1. A centrifugal fan assembly including a rotary resonator cutoff device adapted for achieving noise reduction from the fan, comprising:
(a) a housing having an inlet and a discharge opening and containing a rotatable bladed impeller attached to a drive means;
(b) a casing attached onto said housing of the centrifugal fan at a location near its discharge opening;
(c) a cylindrical-shaped rotor rotatably supported within said casing, said rotor having a plurality of resonator cavities of varying depth provided transfer to the rotor for absorption of sound pulses generated by rotation of the fan impeller, said cavities each having a length/diameter ratio in the range of 8/1-16/1; and
(d) drive means connected to said rotor for rotating the rotor within said casing at a speed relative to the rotary blade cutoff speed of the centrifugal fan impeller, whereby noise generated by operation of the centrifugal fan is significantly reduced by being absorbed within the resonator cavities of said rotor.
2. A rotary resonator cutoff device adapted for use with a centrifugal fan for reducing noise generated by operation of a bladed impeller of the fan, the device comprising:
a casing having dual end plates adapted for attachment onto a housing of a centrifugal fan at a location adjacent and below the housing discharge opening;
a cylindrical-shaped rotor rotatably supported within said casing, said rotor having a plurality of resonator cavities of varying depth provided in the rotor transverse to the rotor axis for absorption of sound pulses generated by rotation of the fan, said cavities each having a length/diameter ratio in the range of 8/1-16/1; and
drive means connected to one end of said rotor for rotating it within said casing at a speed relative to the rotary blade cutoff speed of the centrifugal fan impeller, whereby noise generated by operation of the centrifugal fan is appreciably reduced by being absorbed within the resonator cavities of said rotor.

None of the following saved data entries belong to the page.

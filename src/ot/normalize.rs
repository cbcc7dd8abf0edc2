//! Unicode normalization against the font's character coverage.
//!
//! The shaper prefers the form of each cluster the font can actually
//! render: decompose unless the composed form has a glyph, sort marks by
//! modified combining class, then re-compose what the font supports.

use crate::buffer::{Buffer, BufferScratchFlags};
use crate::font::Font;
use crate::plan::ShapePlan;
use crate::complex::ShapeNormalizationMode;
use crate::unicode::{space_fallback, Space, UnicodeFuncs};

pub(crate) struct NormalizeContext<'a, 'b> {
    pub plan: &'a ShapePlan,
    pub font: &'a Font<'b>,
    pub unicode: &'a dyn UnicodeFuncs,
}

impl NormalizeContext<'_, '_> {
    fn decompose_unicode(&self, ab: char) -> Option<(char, char)> {
        if let Some(hook) = self.plan.shaper.decompose {
            if let Some(result) = hook(self, ab) {
                return Some(result);
            }
        }
        self.unicode.decompose(ab)
    }

    fn compose_unicode(&self, a: char, b: char) -> Option<char> {
        if let Some(hook) = self.plan.shaper.compose {
            return hook(self, a, b);
        }
        self.unicode.compose(a, b)
    }
}

fn output_char(buffer: &mut Buffer, unichar: char) {
    buffer.output_glyph(unichar as u32);
    if !buffer.successful || buffer.out_len == 0 {
        return;
    }
    let mut scratch = buffer.scratch_flags;
    let i = buffer.out_len - 1;
    buffer.out_info_mut()[i].init_unicode_props(&mut scratch);
    buffer.scratch_flags = scratch;
}

/// Recursively decomposes `ab`, outputting the shortest sequence the font
/// covers. Returns the number of characters emitted; zero means the font
/// covers nothing useful and nothing was written.
fn decompose(ctx: &NormalizeContext, buffer: &mut Buffer, shortest: bool, ab: char) -> usize {
    let Some((a, b)) = ctx.decompose_unicode(ab) else {
        return 0;
    };

    let has_b_glyph = b == '\0' || ctx.font.has_glyph(b);
    if !has_b_glyph {
        return 0;
    }
    let has_a_glyph = ctx.font.has_glyph(a);

    if shortest && has_a_glyph {
        // Output both a and b.
        output_char(buffer, a);
        if b == '\0' {
            return 1;
        }
        output_char(buffer, b);
        return 2;
    }

    let ret = decompose(ctx, buffer, shortest, a);
    if ret > 0 {
        if b != '\0' {
            output_char(buffer, b);
            return ret + 1;
        }
        return ret;
    }

    if has_a_glyph {
        output_char(buffer, a);
        if b == '\0' {
            return 1;
        }
        output_char(buffer, b);
        return 2;
    }

    0
}

fn decompose_current_character(ctx: &NormalizeContext, buffer: &mut Buffer, shortest: bool) {
    let u = buffer.cur(0).as_char();

    if shortest && ctx.font.has_glyph(u) {
        buffer.next_glyph();
        return;
    }

    if decompose(ctx, buffer, shortest, u) > 0 {
        buffer.skip_glyph();
        return;
    }

    if !shortest && ctx.font.has_glyph(u) {
        buffer.next_glyph();
        return;
    }

    // Handle spaces the font doesn't cover by falling back to the plain
    // space glyph; the width is corrected during positioning.
    if buffer.cur(0).general_category() == crate::unicode::GeneralCategory::SpaceSeparator {
        let space_type = space_fallback(u);
        if space_type != Space::NotSpace && ctx.font.has_glyph(' ') {
            buffer.cur_mut(0).set_space_fallback(space_type);
            buffer.next_glyph();
            buffer.prev_mut().codepoint = ' ' as u32;
            buffer.scratch_flags |= BufferScratchFlags::HAS_SPACE_FALLBACK;
            return;
        }
    }

    // U+2011 is the non-breaking version of U+2010.
    if u == '\u{2011}' && ctx.font.has_glyph('\u{2010}') {
        buffer.next_glyph();
        buffer.prev_mut().codepoint = 0x2010;
        return;
    }

    buffer.next_glyph();
}

fn decompose_multi_char_cluster(ctx: &NormalizeContext, buffer: &mut Buffer, end: usize) {
    // If any character is a variation selector, leave the cluster intact:
    // the variation-glyph mapping handles it.
    for i in buffer.idx..end {
        if crate::unicode::is_variation_selector(buffer.info[i].as_char()) {
            while buffer.idx < end && buffer.successful {
                buffer.next_glyph();
            }
            return;
        }
    }

    while buffer.idx < end && buffer.successful {
        decompose_current_character(ctx, buffer, false);
    }
}

pub(crate) fn normalize(plan: &ShapePlan, font: &Font, buffer: &mut Buffer) {
    if buffer.is_empty() {
        return;
    }

    let mut mode = plan.shaper.normalization_mode;
    if mode == ShapeNormalizationMode::None {
        return;
    }
    if mode == ShapeNormalizationMode::Auto {
        mode = if plan.has_gpos_mark {
            ShapeNormalizationMode::ComposedDiacritics
        } else {
            ShapeNormalizationMode::ComposedDiacriticsNoShortCircuit
        };
    }

    let might_short_circuit = mode == ShapeNormalizationMode::ComposedDiacritics;
    let ctx = NormalizeContext { plan, font, unicode: buffer.unicode };

    // First round: decompose.
    let mut all_simple = true;
    buffer.clear_output();
    let mut count = buffer.len;
    while buffer.idx < count && buffer.successful {
        // Find the run up to the next mark.
        let mut end = buffer.idx + 1;
        while end < count && !buffer.info[end].is_unicode_mark() {
            end += 1;
        }

        if end < count {
            end -= 1; // leave one base for the mark's cluster
        }

        // Simple run: no marks.
        while buffer.idx < end && buffer.successful {
            decompose_current_character(&ctx, buffer, might_short_circuit);
        }

        if buffer.idx == count || !buffer.successful {
            break;
        }

        all_simple = false;

        // A cluster with marks: decompose it fully.
        let mut cluster_end = buffer.idx + 1;
        while cluster_end < count && buffer.info[cluster_end].is_unicode_mark() {
            cluster_end += 1;
        }
        decompose_multi_char_cluster(&ctx, buffer, cluster_end);
    }
    buffer.sync();
    count = buffer.len;

    // Second round: reorder marks by modified combining class.
    if !all_simple {
        let mut i = 0;
        while i < count {
            if buffer.info[i].modified_combining_class() == 0 {
                i += 1;
                continue;
            }

            let start = i;
            let mut end = i + 1;
            while end < count && buffer.info[end].modified_combining_class() != 0 {
                end += 1;
            }

            if end - start > 1 {
                sort_marks(buffer, start, end);
                if let Some(reorder) = plan.shaper.reorder_marks {
                    reorder(plan, buffer, start, end);
                }
            }

            i = end + 1;
        }
    }

    // Third round: recompose.
    if !all_simple
        && matches!(
            mode,
            ShapeNormalizationMode::ComposedDiacritics
                | ShapeNormalizationMode::ComposedDiacriticsNoShortCircuit
        )
    {
        buffer.clear_output();
        let count = buffer.len;
        let mut starter = 0;
        buffer.next_glyph();

        while buffer.idx < count && buffer.successful {
            // A non-mark never composes with the preceding starter; marks
            // compose when adjacent to it or when classes strictly rise.
            if buffer.cur(0).modified_combining_class() != 0 && buffer.out_len > 0 {
                let adjacent = starter == buffer.out_len - 1;
                let rising = buffer.prev().modified_combining_class()
                    < buffer.cur(0).modified_combining_class();
                if adjacent || rising {
                    let a = buffer.out_info()[starter].as_char();
                    let b = buffer.cur(0).as_char();
                    if let Some(composed) = ctx.compose_unicode(a, b) {
                        if ctx.font.has_glyph(composed) {
                            buffer.next_glyph();
                            buffer.merge_out_clusters(starter, buffer.out_len);
                            buffer.out_len -= 1;
                            let mut scratch = buffer.scratch_flags;
                            let info = &mut buffer.out_info_mut()[starter];
                            info.codepoint = composed as u32;
                            info.init_unicode_props(&mut scratch);
                            buffer.scratch_flags = scratch;
                            continue;
                        }
                    }
                }
            }

            buffer.next_glyph();
            if buffer.out_len > 0 && buffer.prev().modified_combining_class() == 0 {
                starter = buffer.out_len - 1;
            }
        }
        buffer.sync();
    }
}

/// An insertion sort, matching the stable small-run sorter the original
/// uses for combining marks.
fn sort_marks(buffer: &mut Buffer, start: usize, end: usize) {
    for i in start + 1..end {
        let key = buffer.info[i];
        let kcc = key.modified_combining_class();
        let mut j = i;
        while j > start && buffer.info[j - 1].modified_combining_class() > kcc {
            buffer.info[j] = buffer.info[j - 1];
            j -= 1;
        }
        buffer.info[j] = key;
    }
}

3. A rotary cutoff resonator device adapted for use with a centrifugal fan for reducing noise generated by operation of a bladed impeller of the fan, comprising:
a casing adapted for attachment onto a housing of a centrifugal fan near a discharge opening in the housing;
a cylindrical-shaped rotor rotatably supported within said casing, said rotor having a plurality of resonator cavities of varying depth provided in the rotor for absorption of sound pulses generated by rotation of the fan impeller; and
means connected to said rotor for rotating it within said casing relative to the centrifugal fan impeller, whereby noise generated by operation of the centrifugal fan is appreciably reduced by being absorbed within the resonating cavities of said rotor.

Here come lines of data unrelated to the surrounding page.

/// Matches the lookahead sequence starting after the matched input.
/// Returns the position one past the last matched item.
pub(crate) fn match_lookahead(
    ctx: &ApplyCtx,
    count: usize,
    matches: &dyn Fn(usize, u32) -> bool,
    start_index: usize,
) -> Result<usize, usize> {
    // start_index is the first position to look at; the iterator
    // pre-increments.
    let mut iter = SkippyIter::new(ctx, start_index.saturating_sub(1), count, true);

    for i in 0..count {
        let f: &dyn Fn(u32) -> bool = &|g| matches(i, g);
        iter.next(ctx, Some(f))?;
    }

    Ok(iter.idx + 1)
}

/// Turns the matched input run into one ligature glyph, reassigning
/// ligature ids and components on the glyphs that ride along.
pub(crate) fn ligate_input(ctx: &mut ApplyCtx, m: &MatchedInput, lig_glyph: u32) {
    let count = m.count;
    let match_end = m.end;

    ctx.buffer.merge_clusters(ctx.buffer.idx, match_end);

    let first = ctx.buffer.info[m.positions[0]];
    let is_base_ligature = first.is_base_glyph();
    let mut is_mark_ligature = first.is_mark();
    for i in 1..count {
        if !ctx.buffer.info[m.positions[i]].is_mark() {
            is_mark_ligature = false;
            break;
        }
    }
    let is_ligature = !is_base_ligature && !is_mark_ligature;

    let class_guess = if is_ligature { glyph_props::LIGATURE } else { 0 };
    let lig_id = if is_ligature { ctx.buffer.allocate_lig_id() } else { 0 };

    let mut last_lig_id = ctx.buffer.cur(0).lig_id();
    let mut last_num_comps = ctx.buffer.cur(0).lig_num_comps();
    let mut comps_so_far = last_num_comps;

    if is_ligature {
        ctx.buffer
            .cur_mut(0)
            .set_lig_props_for_ligature(lig_id, m.total_component_count);
    }
    ctx.buffer.cur_mut(0).clear_ligated_and_multiplied();
    ctx.replace_glyph_with_ligature(lig_glyph, class_guess);

    for i in 1..count {
        while ctx.buffer.idx < m.positions[i] && ctx.buffer.successful {
            if is_ligature {
                let cur = ctx.buffer.cur(0);
                let mut this_comp = cur.lig_comp();
                if this_comp == 0 {
                    this_comp = last_num_comps;
                }
                let new_lig_comp = comps_so_far - last_num_comps + this_comp.min(last_num_comps);
                ctx.buffer
                    .cur_mut(0)
                    .set_lig_props_for_mark(lig_id, new_lig_comp);
            }
            ctx.buffer.next_glyph();
        }

        let cur = ctx.buffer.cur(0);
        last_lig_id = cur.lig_id();
        last_num_comps = cur.lig_num_comps();
        comps_so_far = comps_so_far.saturating_add(last_num_comps);

        // The matched component merges into the ligature glyph.
        ctx.buffer.skip_glyph();
    }

    // Re-adjust components for any marks following the ligature.
    if !is_mark_ligature && last_lig_id != 0 {
        for i in ctx.buffer.idx..ctx.buffer.len {
            let info = ctx.buffer.info[i];
            if info.lig_id() != last_lig_id {
                break;
            }
            let this_comp = info.lig_comp();
            if this_comp == 0 {
                break;
            }
            let new_lig_comp = comps_so_far - last_num_comps + this_comp.min(last_num_comps);
            ctx.buffer.info[i].set_lig_props_for_mark(lig_id, new_lig_comp);
        }
    }
}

4. A rotary resonator device according to claim 3, wherein said rotor is rotatably supported at each end by bearing means attached to the fan housing.
5. A rotary resonator device according to claim 3, wherein said rotor is rotatable in the same direction as the impeller of the centrifugal fan to which it is attached.
6. A rotary resonator device according to claim 3, wherein said rotor is rotatable in a direction opposite to that of the impeller of the centrifugal fan to which it is attached.
7. A rotary resonator device according to claim 3, wherein the resonator cavities in said rotor are cylindrical-shaped.
8. A rotary resonator device according to claim 3, wherein said resonator cavities are oriented transverse to the rotor axis.
9. A rotary resonator device according to claim 3, wherein said resonator cavities in said rotor each has a length/diameter ratio in the range of 8/1-16/1.
10. A rotary resonator device according to claim 3, wherein the resonator cavities are of the Helmholtz resonator type.
11. A rotary resonator device according to claim 3, wherein said casing and rotor are attached to a housing of a centrifugal fan at a location adjacent and below the fan discharge opening.
12. A rotary resonator device according to claim 3, wherein said rotor includes rotary drive means and is rotatable at surface speeds which are variable with the rotary speed of the centrifugal fan impeller.
13. A rotary resonator device according to claim 3, wherein said rotor has diameter of 8-24 inches, length of 12-36 inches, and contains 30-100 resonator cavities.
14. A rotary resonator device according to claim 11, wherein the angle of the resonator cavities in said rotor is rotatably adjustable relative to the fan impeller axis.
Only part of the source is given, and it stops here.